EXERCISE OBJECTIVE ▸ A verbatim copy of all entries is the expected output.

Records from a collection
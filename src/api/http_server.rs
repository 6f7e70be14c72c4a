// Copyright (c) 2025 Fabstir
// SPDX-License-Identifier: BUSL-1.1
use anyhow::Result;
use axum::{extract::DefaultBodyLimit, routing::get, Router};
use std::net::SocketAddr;
use std::path::PathBuf;
use std::sync::Arc;
use tower_http::services::ServeDir;
use tower_http::trace::TraceLayer;

use super::handlers::{display_image, health_handler, upload_form, upload_image};
use crate::storage::UploadStore;
use crate::vision::ClassifierSet;

/// Shared, read-only per-process state handed to every handler
#[derive(Clone)]
pub struct AppState {
    pub classifiers: Arc<ClassifierSet>,
    pub uploads: Arc<dyn UploadStore>,
}

impl AppState {
    pub fn new(classifiers: ClassifierSet, uploads: Arc<dyn UploadStore>) -> Self {
        Self {
            classifiers: Arc::new(classifiers),
            uploads,
        }
    }
}

#[derive(Debug, Clone)]
pub struct ServerConfig {
    pub listen_addr: SocketAddr,
    /// Served under `/static`; uploads live in its `uploads` subdirectory
    pub static_dir: PathBuf,
    /// Largest accepted request body
    pub max_upload_bytes: usize,
}

impl ServerConfig {
    pub fn upload_dir(&self) -> PathBuf {
        self.static_dir.join("uploads")
    }
}

impl Default for ServerConfig {
    fn default() -> Self {
        Self {
            listen_addr: SocketAddr::from(([0, 0, 0, 0], 3001)),
            static_dir: PathBuf::from("static"),
            max_upload_bytes: 16 * 1024 * 1024,
        }
    }
}

pub fn create_app(state: AppState, config: &ServerConfig) -> Router {
    Router::new()
        .route("/", get(upload_form).post(upload_image))
        .route("/display/:filename", get(display_image))
        .route("/health", get(health_handler))
        .nest_service("/static", ServeDir::new(&config.static_dir))
        .layer(DefaultBodyLimit::max(config.max_upload_bytes))
        .layer(TraceLayer::new_for_http())
        .with_state(state)
}

/// Serve until Ctrl-C
pub async fn start_server(state: AppState, config: ServerConfig) -> Result<()> {
    let app = create_app(state, &config);
    let listener = tokio::net::TcpListener::bind(config.listen_addr).await?;

    tracing::info!("HTTP server listening on {}", listener.local_addr()?);

    axum::serve(listener, app)
        .with_graceful_shutdown(async {
            let _ = tokio::signal::ctrl_c().await;
            tracing::info!("Shutdown signal received");
        })
        .await?;

    Ok(())
}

SOLUTION TO THE EXERCISE ▸
filename src/api/http_server.rs
repository 6f7e70be14c72c4a
// Copyright (c) 2025 Fabstir
// SPDX-License-Identifier: BUSL-1.1
use anyhow::Result;
use axum::{extract::DefaultBodyLimit, routing::get, Router};
use std::net::SocketAddr;
use std::path::PathBuf;
use std::sync::Arc;
use tower_http::services::ServeDir;
use tower_http::trace::TraceLayer;

use super::handlers::{display_image, health_handler, upload_form, upload_image};
use crate::storage::UploadStore;
use crate::vision::ClassifierSet;

/// Shared, read-only per-process state handed to every handler
#[derive(Clone)]
pub struct AppState {
    pub classifiers: Arc<ClassifierSet>,
    pub uploads: Arc<dyn UploadStore>,
}

impl AppState {
    pub fn new(classifiers: ClassifierSet, uploads: Arc<dyn UploadStore>) -> Self {
        Self {
            classifiers: Arc::new(classifiers),
            uploads,
        }
    }
}

#[derive(Debug, Clone)]
pub struct ServerConfig {
    pub listen_addr: SocketAddr,
    /// Served under `/static`; uploads live in its `uploads` subdirectory
    pub static_dir: PathBuf,
    /// Largest accepted request body
    pub max_upload_bytes: usize,
}

impl ServerConfig {
    pub fn upload_dir(&self) -> PathBuf {
        self.static_dir.join("uploads")
    }
}

impl Default for ServerConfig {
    fn default() -> Self {
        Self {
            listen_addr: SocketAddr::from(([0, 0, 0, 0], 3001)),
            static_dir: PathBuf::from("static"),
            max_upload_bytes: 16 * 1024 * 1024,
        }
    }
}

pub fn create_app(state: AppState, config: &ServerConfig) -> Router {
    Router::new()
        .route("/", get(upload_form).post(upload_image))
        .route("/display/:filename", get(display_image))
        .route("/health", get(health_handler))
        .nest_service("/static", ServeDir::new(&config.static_dir))
        .layer(DefaultBodyLimit::max(config.max_upload_bytes))
        .layer(TraceLayer::new_for_http())
        .with_state(state)
}

/// Serve until Ctrl-C
pub async fn start_server(state: AppState, config: ServerConfig) -> Result<()> {
    let app = create_app(state, &config);
    let listener = tokio::net::TcpListener::bind(config.listen_addr).await?;

    tracing::info!("HTTP server listening on {}", listener.local_addr()?);

    axum::serve(listener, app)
        .with_graceful_shutdown(async {
            let _ = tokio::signal::ctrl_c().await;
            tracing::info!("Shutdown signal received");
        })
        .await?;

    Ok(())
}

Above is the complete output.